(Dataset entries)
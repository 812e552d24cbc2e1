//! # Collision Predictor
//!
//! Each step the agent looks ahead along the velocity it would have without
//! avoidance (its *desired velocity*) and ranks the obstacles it would run
//! into by how soon that happens.
//!
//! Ranking key is `(time, current distance, id)`, so two obstacles predicted
//! at the same instant are still ordered deterministically. Only the first
//! few candidates are kept; their maneuvers are blended with rank weights.

use ordered_float::OrderedFloat;
use priority_queue::PriorityQueue;
use std::cmp::Reverse;

use crate::particle::Particle;
use crate::vector::Vector2D;

type RankKey = Reverse<(OrderedFloat<f64>, OrderedFloat<f64>, usize)>;

/// An obstacle the agent is predicted to collide with.
#[derive(Debug, Clone, Copy, PartialEq)]
pub struct CollisionCandidate {
    /// Predicted time until the comfort zone is entered
    pub time: f64,
    /// Distance between centers right now
    pub distance: f64,
    pub id: usize,
}

impl CollisionCandidate {
    fn rank_key(&self) -> RankKey {
        Reverse((OrderedFloat(self.time), OrderedFloat(self.distance), self.id))
    }
}

/// Velocity after one step under the wall and goal forces alone.
pub fn desired_velocity(
    agent: &Particle,
    wall_force: Vector2D,
    goal_force: Vector2D,
    dt: f64,
) -> Vector2D {
    agent.velocity + (wall_force + goal_force) * dt
}

/// Up to `limit` obstacles the agent would collide with inside its
/// anticipation time, soonest first.
pub fn rank_collisions<'a, I>(
    agent: &Particle,
    desired_velocity: Vector2D,
    obstacles: I,
    limit: usize,
) -> Vec<CollisionCandidate>
where
    I: IntoIterator<Item = &'a Particle>,
{
    let mut open_set: PriorityQueue<usize, RankKey> = PriorityQueue::new();
    let mut candidates = Vec::new();

    for obstacle in obstacles {
        if obstacle.id == agent.id {
            continue;
        }
        let horizon = agent.anticipation_time;
        if let Some(time) = agent.collision_is_near(desired_velocity, obstacle, horizon) {
            let candidate = CollisionCandidate {
                time,
                distance: agent.distance_to(obstacle),
                id: obstacle.id,
            };
            log::trace!("collision with {} predicted in {:.3}", candidate.id, candidate.time);
            open_set.push(candidates.len(), candidate.rank_key());
            candidates.push(candidate);
        }
    }

    let mut ranked = Vec::with_capacity(limit.min(candidates.len()));
    while ranked.len() < limit {
        match open_set.pop() {
            Some((index, _)) => ranked.push(candidates[index]),
            None => break,
        }
    }
    ranked
}

/// Rank weights for `count` maneuvers.
///
/// Weights beyond `count` are pooled and shared equally among the maneuvers
/// present, so the applied weights always sum to the same total as `base`.
pub fn blend_weights(base: &[f64], count: usize) -> Vec<f64> {
    let count = count.min(base.len());
    if count == 0 {
        return Vec::new();
    }
    let spare: f64 = base[count..].iter().sum::<f64>() / count as f64;
    base[..count].iter().map(|w| w + spare).collect()
}

/// Weighted sum of maneuvers ordered by rank.
pub fn blend(maneuvers: &[Vector2D], base: &[f64]) -> Vector2D {
    let weights = blend_weights(base, maneuvers.len());
    maneuvers
        .iter()
        .zip(weights.iter())
        .fold(Vector2D::ZERO, |total, (force, weight)| total + *force * *weight)
}

#[cfg(test)]
mod tests {
    use super::*;
    use crate::forces::BASE_WEIGHTS;
    use crate::particle::MAIN_PARTICLE_ID;
    use approx::assert_relative_eq;
    use proptest::prelude::*;

    fn agent() -> Particle {
        Particle::new(MAIN_PARTICLE_ID, 0.25, 70.0, 0.5)
            .with_navigation(2.0, 1.3, 0.5, 10.0)
            .with_state(Vector2D::ZERO, Vector2D::new(1.0, 0.0))
    }

    fn obstacle(id: usize, x: f64, y: f64) -> Particle {
        Particle::new(id, 0.25, 70.0, 0.5).with_state(Vector2D::new(x, y), Vector2D::ZERO)
    }

    #[test]
    fn test_desired_velocity() {
        let a = agent();
        let v = desired_velocity(&a, Vector2D::new(0.0, 1.0), Vector2D::new(2.0, 0.0), 0.5);
        assert_eq!(v, Vector2D::new(2.0, 0.5));
    }

    #[test]
    fn test_rank_orders_by_time() {
        let a = agent();
        let obstacles = vec![obstacle(1, 6.0, 0.0), obstacle(2, 3.0, 0.0), obstacle(3, 9.0, 0.0)];
        let ranked = rank_collisions(&a, a.velocity, &obstacles, 3);
        let ids: Vec<usize> = ranked.iter().map(|c| c.id).collect();
        assert_eq!(ids, vec![2, 1, 3]);
        assert!(ranked.windows(2).all(|w| w[0].time <= w[1].time));
    }

    #[test]
    fn test_rank_keeps_limit() {
        let a = agent();
        let obstacles: Vec<Particle> = (1..=6).map(|i| obstacle(i, 2.0 + i as f64, 0.0)).collect();
        let ranked = rank_collisions(&a, a.velocity, &obstacles, 3);
        let ids: Vec<usize> = ranked.iter().map(|c| c.id).collect();
        assert_eq!(ids, vec![1, 2, 3]);
    }

    #[test]
    fn test_rank_skips_misses_and_far_collisions() {
        let mut a = agent();
        a.anticipation_time = 5.0;
        let obstacles = vec![
            obstacle(1, 3.0, 4.0),  // paths never close
            obstacle(2, 20.0, 0.0), // beyond the horizon
            obstacle(3, -3.0, 0.0), // behind
            obstacle(4, 4.0, 0.0),
        ];
        let ranked = rank_collisions(&a, a.velocity, &obstacles, 3);
        assert_eq!(ranked.len(), 1);
        assert_eq!(ranked[0].id, 4);
    }

    #[test]
    fn test_rank_ignores_agent_itself() {
        let a = agent();
        let everyone = vec![a.clone(), obstacle(1, 3.0, 0.0)];
        let ranked = rank_collisions(&a, a.velocity, &everyone, 3);
        assert_eq!(ranked.len(), 1);
        assert_eq!(ranked[0].id, 1);
    }

    #[test]
    fn test_rank_tie_broken_by_distance_then_id() {
        let a = agent();
        // All three overlap the comfort zone already: time 0 for everyone.
        let obstacles = vec![obstacle(7, 0.6, 0.0), obstacle(5, 0.4, 0.0), obstacle(3, 0.6, 0.0)];
        let ranked = rank_collisions(&a, a.velocity, &obstacles, 3);
        assert!(ranked.iter().all(|c| c.time == 0.0));
        let ids: Vec<usize> = ranked.iter().map(|c| c.id).collect();
        assert_eq!(ids, vec![5, 3, 7]);
    }

    #[test]
    fn test_rank_independent_of_input_order() {
        let a = agent();
        let mut obstacles = vec![
            obstacle(1, 0.6, 0.0),
            obstacle(2, 0.6, 0.0),
            obstacle(3, 5.0, 0.0),
            obstacle(4, 0.5, 0.1),
        ];
        let forward = rank_collisions(&a, a.velocity, &obstacles, 3);
        obstacles.reverse();
        let backward = rank_collisions(&a, a.velocity, &obstacles, 3);
        assert_eq!(forward, backward);
    }

    #[test]
    fn test_weights_full_set_unchanged() {
        assert_eq!(blend_weights(&BASE_WEIGHTS, 3), BASE_WEIGHTS.to_vec());
    }

    #[test]
    fn test_weights_redistributed() {
        let two = blend_weights(&BASE_WEIGHTS, 2);
        assert_relative_eq!(two[0], 0.825, epsilon = 1e-12);
        assert_relative_eq!(two[1], 0.175, epsilon = 1e-12);

        let one = blend_weights(&BASE_WEIGHTS, 1);
        assert_relative_eq!(one[0], 1.0, epsilon = 1e-12);
    }

    #[test]
    fn test_weights_empty() {
        assert!(blend_weights(&BASE_WEIGHTS, 0).is_empty());
        assert_eq!(blend(&[], &BASE_WEIGHTS), Vector2D::ZERO);
    }

    #[test]
    fn test_weights_sum_to_one() {
        for count in 1..=3 {
            let total: f64 = blend_weights(&BASE_WEIGHTS, count).iter().sum();
            assert_relative_eq!(total, 1.0, epsilon = 1e-12);
        }
    }

    #[test]
    fn test_blend_single_maneuver_is_full_strength() {
        let f = Vector2D::new(-2.0, 1.0);
        let total = blend(&[f], &BASE_WEIGHTS);
        assert_relative_eq!(total.x, -2.0, epsilon = 1e-12);
        assert_relative_eq!(total.y, 1.0, epsilon = 1e-12);
    }

    #[test]
    fn test_blend_weighted_sum() {
        let maneuvers = [
            Vector2D::new(1.0, 0.0),
            Vector2D::new(0.0, 1.0),
            Vector2D::new(-1.0, 0.0),
        ];
        let total = blend(&maneuvers, &BASE_WEIGHTS);
        assert_relative_eq!(total.x, 0.75, epsilon = 1e-12);
        assert_relative_eq!(total.y, 0.15, epsilon = 1e-12);
    }

    proptest! {
        #[test]
        fn prop_weights_sum_to_base_total(
            base in proptest::collection::vec(0.0f64..1.0, 1..6),
            count in 1usize..6,
        ) {
            let count = count.min(base.len());
            let total: f64 = blend_weights(&base, count).iter().sum();
            let expected: f64 = base.iter().sum();
            prop_assert!((total - expected).abs() < 1e-9);
        }
    }
}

**Problem description:**
Only the lines above from the one with "Vector2D::new(2.0, 0.0), 0.5);" up to and including the one with "let obstacles: Vec<Particle>" should be repeated, exactly as written.

**Answer box:**
        let v = desired_velocity(&a, Vector2D::new(0.0, 1.0), Vector2D::new(2.0, 0.0), 0.5);
        assert_eq!(v, Vector2D::new(2.0, 0.5));
    }

    #[test]
    fn test_rank_orders_by_time() {
        let a = agent();
        let obstacles = vec![obstacle(1, 6.0, 0.0), obstacle(2, 3.0, 0.0), obstacle(3, 9.0, 0.0)];
        let ranked = rank_collisions(&a, a.velocity, &obstacles, 3);
        let ids: Vec<usize> = ranked.iter().map(|c| c.id).collect();
        assert_eq!(ids, vec![2, 1, 3]);
        assert!(ranked.windows(2).all(|w| w[0].time <= w[1].time));
    }

    #[test]
    fn test_rank_keeps_limit() {
        let a = agent();
        let obstacles: Vec<Particle> = (1..=6).map(|i| obstacle(i, 2.0 + i as f64, 0.0)).collect();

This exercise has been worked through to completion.